I have 23 byte-identical crash reports with the same + 392 offset in closure #1 in iCloudSynchronizer.enqueue(_:) and the same Utilities.swift:335 line in the TaskQueue consumer.

Environment

  • Defaults version: 9.0.8 (current). The affected code paths are unchanged since the 9.0 iCloud-sync work landed, so likely affects all 9.x.
  • Reproduces on:
    • iOS 16.7.15 (iPhone X) — 10 reports
    • iOS 17.4.1 (iPhone 11) — 6 reports
    • iOS 17.7.2 (iPhone 11) — 3 reports
    • iOS 17.5.1 (iPhone 13 mini) — 3 reports
    • iOS 18.4 (iPhone 13) — 1 report (older app build, Role: Background)
  • Both Role: Foreground (cold launch) and Role: Background (background wake-up).
  • App declares 31 keys with iCloud: true. iCloud KV-store entitlement is enabled and the affected users have non-default payloads in their remote KV-store (i.e. syncFromRemote takes the inner Task { @MainActor in … } branch, not the empty-guard fast path).

Crash signature

Exception Type:  EXC_CRASH (SIGABRT)
Triggered by Thread: <varies — 2/3/4/6, depending on which cooperative pool thread the consumer is parked on>

0  libsystem_kernel.dylib   __pthread_kill
1  libsystem_pthread.dylib  pthread_kill
2  libsystem_c.dylib        __abort
3  libsystem_c.dylib        abort
4  libswift_Concurrency     swift_Concurrency_fatalErrorv         (Error.cpp:25)
5  libswift_Concurrency     swift_Concurrency_fatalError          (Error.cpp:35)
6  libswift_Concurrency     swift_task_dealloc + 124              (TaskAlloc.cpp:59)
7  <App>                    closure #1 in iCloudSynchronizer.enqueue(_:) + 392
8  <App>                    <deduplicated_symbol>                  (async continuation trampoline)
9  <App>                    closure #1 in TaskQueue.init(priority:) + 1 (Utilities.swift:335)
10 <App>                    <deduplicated_symbol>
11 <App>                    specialized thunk for @escaping @isolated(any) @callee_guaranteed @async () -> (@out A)
13 libswift_Concurrency     completeTaskWithClosure               (Task.cpp:496)

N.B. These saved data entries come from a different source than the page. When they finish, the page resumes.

// This Source Code Form is subject to the terms of the Mozilla Public
// License, v. 2.0. If a copy of the MPL was not distributed with this
// file, You can obtain one at https://mozilla.org/MPL/2.0/.

use crate::log::pipeline_log;
use crate::table::{RouteTable, TableContext};
use crate::types::{Afi, GenId, InternalMessage, PeerId, RouteOp, SubnetRoute};
use std::collections::BTreeMap;

/// The routes of a session that went down, withdrawn a few at a time in the
/// background.
///
/// The table sits between the peer's RibIn and the rest of its branch. If the
/// next session announces a prefix that is still waiting to be withdrawn,
/// the announcement leaves as a replace of the stale route, and the stale
/// route is forgotten.
pub struct DeletionTable<A: Afi> {
    peer: PeerId,
    genid: GenId,
    routes: BTreeMap<A::Prefix, SubnetRoute<A>>,
    done: bool,
}

impl<A: Afi> DeletionTable<A> {
    pub fn new(
        peer: PeerId,
        genid: GenId,
        routes: BTreeMap<A::Prefix, SubnetRoute<A>>,
    ) -> Self {
        Self {
            peer,
            genid,
            routes,
            done: false,
        }
    }

    pub fn genid(&self) -> GenId {
        self.genid
    }

    pub fn pending(&self) -> usize {
        self.routes.len()
    }

    /// True once every route has been withdrawn and the closing push sent.
    pub fn is_done(&self) -> bool {
        self.done
    }

    /// Withdraw up to `budget` routes. The final step also emits a push.
    pub fn step(
        &mut self,
        budget: usize,
        cx: &mut TableContext<'_, A>,
    ) -> Vec<RouteOp<A>> {
        if self.done {
            return Vec::new();
        }
        let mut ops = Vec::new();
        for _ in 0..budget {
            let Some((_, route)) = self.routes.pop_first() else {
                break;
            };
            ops.push(RouteOp::Delete(InternalMessage::new(
                route, self.peer, self.genid,
            )));
        }
        if self.routes.is_empty() {
            pipeline_log!(cx.log, debug, self.name(), "deletion complete");
            self.done = true;
        }
        ops.push(RouteOp::Push(self.peer));
        ops
    }
}

impl<A: Afi> RouteTable<A> for DeletionTable<A> {
    fn name(&self) -> String {
        format!("deletion-{}-{}-{}", A::NAME, self.peer, self.genid)
    }

    fn add_route(
        &mut self,
        msg: InternalMessage<A>,
        _cx: &mut TableContext<'_, A>,
    ) -> Vec<RouteOp<A>> {
        match self.routes.remove(&msg.net()) {
            Some(stale) => vec![RouteOp::Replace {
                old: InternalMessage::new(stale, self.peer, self.genid),
                new: msg,
            }],
            None => vec![RouteOp::Add(msg)],
        }
    }

    fn delete_route(
        &mut self,
        msg: InternalMessage<A>,
        _cx: &mut TableContext<'_, A>,
    ) -> Vec<RouteOp<A>> {
        vec![RouteOp::Delete(msg)]
    }

    fn replace_route(
        &mut self,
        old: InternalMessage<A>,
        new: InternalMessage<A>,
        _cx: &mut TableContext<'_, A>,
    ) -> Vec<RouteOp<A>> {
        vec![RouteOp::Replace { old, new }]
    }
}
impl Afi for Ipv6Addr {
    type Prefix = Prefix6;
    const NAME: &'static str = "ipv6";
    const AFI: u16 = 2;
    const MAX_PREFIX_LEN: u8 = Prefix6::HOST_MASK;

    fn make_prefix(addr: Self, length: u8) -> Prefix6 {
        Prefix6::new(addr, length)
    }

    fn prefix_addr(prefix: &Prefix6) -> Self {
        prefix.value
    }

    fn prefix_len(prefix: &Prefix6) -> u8 {
        prefix.length
    }

    fn prefix_contains(prefix: &Prefix6, addr: Self) -> bool {
        prefix.contains(addr)
    }

    fn into_ip(self) -> IpAddr {
        IpAddr::V6(self)
    }

    fn from_ip(ip: IpAddr) -> Option<Self> {
        match ip {
            IpAddr::V6(a) if a.to_ipv4_mapped().is_none() => Some(a),
            _ => None,
        }
    }

    fn unspecified() -> Self {
        Ipv6Addr::UNSPECIFIED
    }
}

/// Identifies the source of routes entering the pipeline. Every configured
/// peering gets its own id; `LOCAL` is the branch carrying routes this router
/// originates itself.
#[derive(
    Debug,
    Copy,
    Clone,
    PartialEq,
    Eq,
    PartialOrd,
    Ord,
    Hash,
    Serialize,
    Deserialize,
    JsonSchema,
)]
pub struct PeerId(pub u32);

impl PeerId {
    pub const LOCAL: PeerId = PeerId(0);

    pub fn is_local(&self) -> bool {
        *self == Self::LOCAL
    }
}

impl Display for PeerId {
    fn fmt(&self, f: &mut Formatter<'_>) -> fmt::Result {
        if self.is_local() {
            write!(f, "local")
        } else {
            write!(f, "peer{}", self.0)
        }
    }
}

/// Generation of a peering session. Incremented each time the session with a
/// peer reaches the established state.
pub type GenId = u32;

#[derive(
    Debug,
    Copy,
    Clone,
    PartialEq,
    Eq,
    PartialOrd,
    Ord,
    Hash,
    Serialize,
    Deserialize,
    JsonSchema,
)]
#[repr(u8)]
pub enum Origin {
    Igp = 0,
    Egp = 1,
    Incomplete = 2,
}
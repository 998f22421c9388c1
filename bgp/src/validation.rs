// This Source Code Form is subject to the terms of the Mozilla Public
// License, v. 2.0. If a copy of the MPL was not distributed with this
// file, You can obtain one at https://mozilla.org/MPL/2.0/.

//! Semantic checks on received OPEN and UPDATE messages. Structural problems
//! are caught while decoding, what is left here needs session context.

use crate::error::CorruptMessage;
use crate::messages::{
    path_attribute_flags, AsPathWidth, OpenErrorSubcode, OpenMessage,
    OptionalParameter, PathAttributeTypeCode, PathAttributeValue,
    UpdateErrorSubcode, UpdateMessage, AS_TRANS, BGP4,
};
use slog::{warn, Logger};
use std::collections::BTreeSet;

/// Validate a received OPEN against the ASN we expect the peer to have.
///
/// Ref: RFC 4271 §6.2
pub fn check_open(
    open: &OpenMessage,
    peer_asn: u32,
) -> Result<(), CorruptMessage> {
    if open.version != BGP4 {
        return Err(CorruptMessage::new(
            OpenErrorSubcode::UnsupportedVersionNumber,
            u16::from(BGP4).to_be_bytes().to_vec(),
            format!("version {}", open.version),
        ));
    }

    let asn = open.peer_asn();
    if asn != peer_asn {
        return Err(CorruptMessage::new(
            OpenErrorSubcode::BadPeerAS,
            Vec::new(),
            format!("expected asn {peer_asn} got {asn}"),
        ));
    }

    for p in &open.parameters {
        if let OptionalParameter::Unknown { code, .. } = p {
            return Err(CorruptMessage::new(
                OpenErrorSubcode::UnsupportedOptionalParameter,
                Vec::new(),
                format!("optional parameter {code}"),
            ));
        }
    }

    if open.hold_time == 1 || open.hold_time == 2 {
        return Err(CorruptMessage::new(
            OpenErrorSubcode::UnacceptableHoldTime,
            Vec::new(),
            format!("hold time {}", open.hold_time),
        ));
    }

    Ok(())
}

/// The hold time both ends will use.
pub fn negotiate_hold(offered: u16, configured: u16) -> u16 {
    offered.min(configured)
}

/// Validate a received UPDATE.
///
/// Ref: RFC 4271 §6.3
pub fn check_update(
    update: &UpdateMessage,
    peer_asn: u32,
    ibgp: bool,
    width: AsPathWidth,
    log: &Logger,
) -> Result<(), CorruptMessage> {
    if update.path_attributes.is_empty() {
        if !update.nlri.is_empty() {
            return Err(CorruptMessage::new(
                UpdateErrorSubcode::MalformedAttributeList,
                Vec::new(),
                "nlri without path attributes",
            ));
        }
        return Ok(());
    }

    let mut seen = BTreeSet::new();
    for a in &update.path_attributes {
        if !seen.insert(a.typ.type_code) {
            return Err(CorruptMessage::new(
                UpdateErrorSubcode::MalformedAttributeList,
                Vec::new(),
                format!("duplicate {:?} attribute", a.typ.type_code),
            ));
        }
        if let PathAttributeTypeCode::Other(code) = a.typ.type_code {
            if a.typ.flags & path_attribute_flags::OPTIONAL == 0 {
                return Err(CorruptMessage::new(
                    UpdateErrorSubcode::UnrecognizedWellKnownAttribute,
                    a.to_wire(width).unwrap_or_default(),
                    format!("unrecognized well-known attribute {code}"),
                ));
            }
        }
    }

    if !ibgp && seen.contains(&PathAttributeTypeCode::AsPath) {
        check_ebgp_path(update, peer_asn)?;
    }

    if let Some(mp) = update.mp_reach() {
        if mp.nexthop.is_unspecified() {
            return Err(CorruptMessage::new(
                UpdateErrorSubcode::MissingWellKnownAttribute,
                vec![PathAttributeTypeCode::NextHop.into()],
                "unspecified MP_REACH_NLRI next-hop",
            ));
        }
    }

    // Attributes are only required alongside something to announce.
    if !update.announces() {
        return Ok(());
    }

    let mut required =
        vec![PathAttributeTypeCode::Origin, PathAttributeTypeCode::AsPath];
    if !update.nlri.is_empty() {
        required.push(PathAttributeTypeCode::NextHop);
    }
    for code in required {
        if !seen.contains(&code) {
            return Err(CorruptMessage::new(
                UpdateErrorSubcode::MissingWellKnownAttribute,
                vec![code.into()],
                format!("missing {code:?} attribute"),
            ));
        }
    }

    match (ibgp, update.attribute(PathAttributeTypeCode::LocalPref)) {
        (false, Some(_)) => {
            warn!(log, "LOCAL_PREF from external peer AS{peer_asn}");
        }
        (true, None) => {
            warn!(log, "no LOCAL_PREF from internal peer AS{peer_asn}");
        }
        _ => {}
    }

    Ok(())
}

fn check_ebgp_path(
    update: &UpdateMessage,
    peer_asn: u32,
) -> Result<(), CorruptMessage> {
    let first = match update.attribute(PathAttributeTypeCode::AsPath) {
        Some(PathAttributeValue::AsPath(segments)) => {
            segments.first().and_then(|s| s.value.first().copied())
        }
        _ => None,
    };
    let ok = match first {
        Some(asn) if asn == peer_asn => true,
        // A four-octet neighbor seen through a two-octet session.
        Some(asn) => asn == u32::from(AS_TRANS) && peer_asn > 0xffff,
        None => false,
    };
    if ok {
        Ok(())
    } else {
        Err(CorruptMessage::new(
            UpdateErrorSubcode::MalformedAsPath,
            Vec::new(),
            format!("first as {first:?} is not peer as {peer_asn}"),
        ))
    }
}

#[cfg(test)]
mod test {
    use super::*;
    use crate::messages::{
        AsPathSegment, Capability, ErrorSubcode, MpReachNlri, PathOrigin,
        Prefix, AFI_IPV6, SAFI_UNICAST,
    };
    use pretty_assertions::assert_eq;
    use std::net::Ipv4Addr;

    fn log() -> Logger {
        bgp_common::log::discard_logger()
    }

    fn nlri() -> Vec<Prefix> {
        vec!["198.51.100.0/24".parse().unwrap()]
    }

    fn announce(path: Vec<u32>) -> UpdateMessage {
        UpdateMessage {
            path_attributes: vec![
                PathAttributeValue::Origin(PathOrigin::Igp).into(),
                PathAttributeValue::AsPath(vec![AsPathSegment::sequence(
                    path,
                )])
                .into(),
                PathAttributeValue::NextHop(Ipv4Addr::new(192, 0, 2, 1))
                    .into(),
            ],
            nlri: nlri(),
            ..Default::default()
        }
    }

    fn subcode(r: Result<(), CorruptMessage>) -> ErrorSubcode {
        r.expect_err("expected validation failure").error_subcode
    }

    #[test]
    fn open_wrong_asn() {
        let open = OpenMessage::new(666, 90, 1, vec![]);
        assert_eq!(
            subcode(check_open(&open, 65001)),
            OpenErrorSubcode::BadPeerAS.into()
        );
        assert!(check_open(&open, 666).is_ok());
    }

    #[test]
    fn open_four_octet_asn_compared() {
        let open = OpenMessage::new(
            4200000000,
            90,
            1,
            vec![Capability::FourOctetAs { asn: 4200000000 }],
        );
        assert!(check_open(&open, 4200000000).is_ok());
        assert!(check_open(&open, u32::from(AS_TRANS)).is_err());
    }

    #[test]
    fn open_version() {
        let mut open = OpenMessage::new(65001, 90, 1, vec![]);
        open.version = 3;
        let e = check_open(&open, 65001).unwrap_err();
        assert_eq!(
            e.error_subcode,
            OpenErrorSubcode::UnsupportedVersionNumber.into()
        );
        assert_eq!(e.data, vec![0, 4]);
    }

    #[test]
    fn open_hold_time_one_or_two_rejected() {
        for hold in [1, 2] {
            let open = OpenMessage::new(65001, hold, 1, vec![]);
            assert_eq!(
                subcode(check_open(&open, 65001)),
                OpenErrorSubcode::UnacceptableHoldTime.into()
            );
        }
        for hold in [0, 3, 90] {
            let open = OpenMessage::new(65001, hold, 1, vec![]);
            assert!(check_open(&open, 65001).is_ok());
        }
    }

    #[test]
    fn open_unknown_parameter() {
        let mut open = OpenMessage::new(65001, 90, 1, vec![]);
        open.parameters.push(OptionalParameter::Unknown {
            code: 1,
            value: vec![0],
        });
        assert_eq!(
            subcode(check_open(&open, 65001)),
            OpenErrorSubcode::UnsupportedOptionalParameter.into()
        );
    }

    #[test]
    fn hold_negotiation() {
        assert_eq!(negotiate_hold(180, 90), 90);
        assert_eq!(negotiate_hold(30, 90), 30);
        assert_eq!(negotiate_hold(0, 90), 0);
    }

    #[test]
    fn nlri_without_attributes() {
        let update = UpdateMessage {
            nlri: nlri(),
            ..Default::default()
        };
        assert_eq!(
            subcode(check_update(
                &update,
                65001,
                false,
                AsPathWidth::Four,
                &log()
            )),
            UpdateErrorSubcode::MalformedAttributeList.into()
        );
    }

    #[test]
    fn withdraw_only_is_fine() {
        let update = UpdateMessage {
            withdrawn: nlri(),
            ..Default::default()
        };
        assert!(
            check_update(&update, 65001, false, AsPathWidth::Four, &log())
                .is_ok()
        );
    }

    #[test]
    fn missing_nexthop() {
        let mut update = announce(vec![65001]);
        update.path_attributes.pop();
        let e = check_update(&update, 65001, false, AsPathWidth::Four, &log())
            .unwrap_err();
        assert_eq!(
            e.error_subcode,
            UpdateErrorSubcode::MissingWellKnownAttribute.into()
        );
        assert_eq!(e.data, vec![3]);
    }

    #[test]
    fn mp_reach_satisfies_nexthop() {
        let update = UpdateMessage {
            path_attributes: vec![
                PathAttributeValue::Origin(PathOrigin::Igp).into(),
                PathAttributeValue::AsPath(vec![AsPathSegment::sequence(
                    vec![65001],
                )])
                .into(),
                PathAttributeValue::MpReachNlri(MpReachNlri {
                    afi: AFI_IPV6,
                    safi: SAFI_UNICAST,
                    nexthop: "2001:db8::1".parse().unwrap(),
                    link_local: None,
                    nlri: vec!["2001:db8:1::/48".parse().unwrap()],
                })
                .into(),
            ],
            ..Default::default()
        };
        assert!(
            check_update(&update, 65001, false, AsPathWidth::Four, &log())
                .is_ok()
        );
    }

    #[test]
    fn duplicate_attribute() {
        let mut update = announce(vec![65001]);
        update
            .path_attributes
            .push(PathAttributeValue::Origin(PathOrigin::Egp).into());
        assert_eq!(
            subcode(check_update(
                &update,
                65001,
                false,
                AsPathWidth::Four,
                &log()
            )),
            UpdateErrorSubcode::MalformedAttributeList.into()
        );
    }

    #[test]
    fn unrecognized_well_known() {
        let mut update = announce(vec![65001]);
        update.path_attributes.push(
            PathAttributeValue::Unknown {
                flags: path_attribute_flags::TRANSITIVE,
                type_code: 40,
                value: vec![1],
            }
            .into(),
        );
        let e = check_update(&update, 65001, false, AsPathWidth::Four, &log())
            .unwrap_err();
        assert_eq!(
            e.error_subcode,
            UpdateErrorSubcode::UnrecognizedWellKnownAttribute.into()
        );
        assert_eq!(e.data, vec![path_attribute_flags::TRANSITIVE, 40, 1, 1]);
    }

    #[test]
    fn ebgp_first_as() {
        let update = announce(vec![65002, 65001]);
        assert_eq!(
            subcode(check_update(
                &update,
                65001,
                false,
                AsPathWidth::Four,
                &log()
            )),
            UpdateErrorSubcode::MalformedAsPath.into()
        );
        assert!(
            check_update(&update, 65001, true, AsPathWidth::Four, &log())
                .is_ok()
        );

        let empty = announce(vec![]);
        assert!(
            check_update(&empty, 65001, false, AsPathWidth::Four, &log())
                .is_err()
        );
        assert!(
            check_update(&empty, 65001, true, AsPathWidth::Four, &log())
                .is_ok()
        );
    }

    #[test]
    fn ebgp_bad_path_without_nlri() {
        let mut update = announce(vec![65002, 65001]);
        update.nlri.clear();
        update.withdrawn = nlri();
        assert_eq!(
            subcode(check_update(
                &update,
                65001,
                false,
                AsPathWidth::Four,
                &log()
            )),
            UpdateErrorSubcode::MalformedAsPath.into()
        );
        assert!(
            check_update(&update, 65001, true, AsPathWidth::Four, &log())
                .is_ok()
        );

        let mut empty = announce(vec![]);
        empty.nlri.clear();
        assert_eq!(
            subcode(check_update(
                &empty,
                65001,
                false,
                AsPathWidth::Four,
                &log()
            )),
            UpdateErrorSubcode::MalformedAsPath.into()
        );
    }

    #[test]
    fn mp_reach_zero_nexthop() {
        let update = UpdateMessage {
            path_attributes: vec![
                PathAttributeValue::Origin(PathOrigin::Igp).into(),
                PathAttributeValue::AsPath(vec![AsPathSegment::sequence(
                    vec![65001],
                )])
                .into(),
                PathAttributeValue::MpReachNlri(MpReachNlri {
                    afi: AFI_IPV6,
                    safi: SAFI_UNICAST,
                    nexthop: "::".parse().unwrap(),
                    link_local: None,
                    nlri: vec!["2001:db8:1::/48".parse().unwrap()],
                })
                .into(),
            ],
            ..Default::default()
        };
        let e = check_update(&update, 65001, false, AsPathWidth::Four, &log())
            .unwrap_err();
        assert_eq!(
            e.error_subcode,
            UpdateErrorSubcode::MissingWellKnownAttribute.into()
        );
        assert_eq!(e.data, vec![3]);
    }

    #[test]
    fn as_trans_accepted_for_wide_peer() {
        let update = announce(vec![u32::from(AS_TRANS)]);
        assert!(check_update(
            &update,
            4200000000,
            false,
            AsPathWidth::Two,
            &log()
        )
        .is_ok());
    }
}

swift_task_dealloc + 124 is the runtime's LIFO bump-allocator check. The fatal-error message that prints to the system log immediately before the abort is the standard Concurrency one (along the lines of "freed pointer was not the last allocation"); it doesn't appear in the crash report itself but should be reproducible in Console.

Steps to reproduce

This is what's strongly indicated by the corpus; I haven't yet boiled it down to a standalone minimal repro target.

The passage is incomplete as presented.